Record with QuickVoice

QuickVoice is a useful recording application that is easy to implement into your daily life.  You can record new ideas, voice memos, shopping lists  meetings, classes, interviews, teacher evaluation, or even an entire class period. This can be used in the professional, educational, and/or personal setting. It could even help students with studying such as recording useful information for a test or a classroom lecture.

QuickVoice can be used in multiple capacities in the classroom or in your own daily lives. This application is easy to use and implement.  According to QuickVoice it is “the most popular, full-featured iPhone/iPad/iPod voice recorder available.” Check it out today!

Highlight and Share Websites with Marker.to

When I bring my students to the library, they print countless articles that waster not only paper but also their time. In a truly digital world students should be able to save the articles in the cloud and then highlight/annotate directly on the file.

Thanks to Richard Bryne’s blog Free Technology for Teachers I learned about Marker.to.  Marker.to will allow any user to highlight and then share the highlighted article. First you need to install a browser extension, then simply click on the icon to highlight any text on a website. 

Annotating articles or webpages can highlight any important information and help students to better comprehend new materials. Another benefit to using Marker.to is that once you highlight an article you can share the page, which can beneficial on group assignments. Check out Marker.to today!

5 Ways Engage Students

Thanks to Michelle Doman, a guest blogger at the Simple K-12 blog, I learned about a few interesting ways to “wake” students up in class. I like the ideas to increase engagement and excitement related to a lesson. Thanks Michelle. I can’t wait to try them in 2012!

Here are a few ideas I would like to try:

1. When responding to a writing prompt, have the students drop their pencils on the ground when they have completed the task. You won’t believe how MANY giggles and guilty looks you will get. classroom management

2. Play a sound clip of the Mission Impossible theme, have them act as 007 until the music stops. Then, whoever they end up next to, that is their partner for the activity, or that is the person that they share their Think-pair-share answer with. This is most defiantly a middle school idea!

3. Place random discussion or reading comprehension questions on sticky notes underneath a handful of desks. When you are ready to ask questions, ask them to peek and read-aloud the questions. This works really well for introverted or shy students. Plus, they LOVE secret note passing. Another great idea

4. Have each student call on the next student to answer your lesson questions. This motivates them to stay focused, and they enjoy calling on others! Great idea…. I can’t wait to try it.

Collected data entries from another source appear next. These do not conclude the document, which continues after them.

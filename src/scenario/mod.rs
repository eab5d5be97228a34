//! # Scenario Sequencer
//!
//! Drives one connect, fetch and teardown scenario against a
//! [`Transport`](crate::network::Transport), one blocking step at a time.
//!
//! ## Design
//!
//! The sequencer is a state machine. Every step validates its transition
//! before touching the collaborator, so a step called out of order is reported
//! as a [`UsageError`](crate::network::UsageError) and nothing is started:
//!
//! * `Idle`: nothing acquired.
//! * `Connecting`: upstream resources acquired, connect in flight.
//! * `Connected`: setup confirmed, connection handle held.
//! * `RequestIssued`: exchange in flight.
//! * `StreamComplete`: completion observed.
//! * `ReleasingStream`: exchange released.
//! * `ReleasingConnection`: connection teardown requested.
//! * `AwaitingShutdown`: waiting for the collaborator to confirm teardown.
//! * `Closed`: everything released.
//!
//! `Failed` is reachable from `Connecting`, `Connected` and `RequestIssued`
//! when a wait times out, the collaborator reports a failure, or it shuts the
//! connection down before the request is issued. Entering it
//! releases whatever is held, in reverse acquisition order.
//!
//! Resources are acquired in the order event-loop-group, host-resolver,
//! client-bootstrap, security-context, connection, exchange, and released in
//! exactly the reverse order.

use crate::network::error::{Error, ErrorCode};

mod sequencer;

pub use sequencer::Sequencer;

/// Where a scenario is in its lifecycle.
#[derive(Debug, Clone, Copy, PartialEq, Eq)]
pub enum State {
    /// Nothing acquired yet.
    Idle,
    /// Upstream resources acquired, waiting for setup.
    Connecting,
    /// Setup succeeded.
    Connected,
    /// An exchange is in flight.
    RequestIssued,
    /// The exchange completed successfully.
    StreamComplete,
    /// The exchange has been released.
    ReleasingStream,
    /// Connection teardown requested.
    ReleasingConnection,
    /// Waiting for the collaborator to confirm teardown.
    AwaitingShutdown,
    /// Every resource has been released.
    Closed,
    /// A wait timed out or the collaborator reported a failure.
    Failed,
}

impl State {
    /// Whether a scenario in `self` may move to `next`.
    pub fn can_advance_to(self, next: State) -> bool {
        use State::*;
        matches!(
            (self, next),
            (Idle, Connecting)
                | (Connecting, Connected)
                | (Connected, RequestIssued)
                | (Connected, ReleasingConnection)
                | (RequestIssued, StreamComplete)
                | (StreamComplete, ReleasingStream)
                | (ReleasingStream, ReleasingConnection)
                | (ReleasingConnection, AwaitingShutdown)
                | (AwaitingShutdown, Closed)
                | (Connecting | Connected | RequestIssued, Failed)
        )
    }

    /// `Closed` and `Failed` admit no further steps.
    pub fn is_terminal(self) -> bool {
        matches!(self, State::Closed | State::Failed)
    }
}

/// Outcome of a scenario.
#[derive(Debug, Clone, Copy, PartialEq, Eq)]
pub enum Verdict {
    /// Every step succeeded and teardown was confirmed.
    Success,
    /// The collaborator refused an attempt or reported this code.
    Failure(ErrorCode),
    /// A wait reached its deadline.
    Timeout,
    /// The collaborator shut the connection down, with this code, before the
    /// scenario was done with it.
    Closed(ErrorCode),
    /// The caller ended the scenario over its own configuration.
    Invalid,
}

impl Verdict {
    /// `None` for usage errors, which end no scenario.
    fn from_error(err: Error) -> Option<Self> {
        match err {
            Error::Timeout => Some(Verdict::Timeout),
            Error::AsyncFailure(code) | Error::Rejected(code) => Some(Verdict::Failure(code)),
            Error::Closed(code) => Some(Verdict::Closed(code)),
            Error::InvalidConfig => Some(Verdict::Invalid),
            Error::Usage(_) => None,
        }
    }
}

/// What a finished scenario reports.
#[derive(Debug, Clone, PartialEq, Eq)]
pub struct Report {
    /// Overall outcome.
    pub verdict: Verdict,
    /// State the scenario ended in.
    pub state: State,
    /// Body bytes received, when the exchange completed successfully.
    pub body_size: Option<u64>,
    /// CRC-32 of the body, when the exchange completed successfully.
    pub checksum: Option<u32>,
    /// Code the collaborator reported with its shutdown confirmation.
    pub shutdown_code: Option<ErrorCode>,
}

5. At the beginning of class on Mondays, ask if anyone has any crazy stories to share from the weekend.  I do this with my high school classes and students love to share.

Rubrics for Assessment

I love using rubrics for assessment. I am constantly looking to improve my own teaching practice through authentic assessments. I recently discovered a website organized by University of Wisconsin, Stout Campus for organizing a variety of different multimedia based rubrics. Check out the rubrics today and save yourself some valuable time. Don’t recreate the wheel, just modify it!

TableQuiz

I learned about TableQuiz from Technology Tidbits.  TableQuiz is very simple to use and would be great to use in a 1 to 1 environment.  Tabletquiz is an application that enables anybody to make personalized quiz and survey apps. First you create the quiz/survey on our website and then you run your app on an iPad, iPhone or Android tablet.  Tabletquiz is designed to take advantage of the mobile device screen size, ease-of-use and multimedia capabilities (pictures, audio and video). This allows to create visually appealing apps in a short time, without programming.  

The application is very simple to use. The quiz can be 20 multiple choice questions per quiz including images and videos. In order for students to access the quiz they need to either download the application on their mobile device or bookmark the website. Teachers can access the quiz results online and download them to an excel spreadsheet. This application seems very simple to implement in the classroom for a informative assessment or review activity.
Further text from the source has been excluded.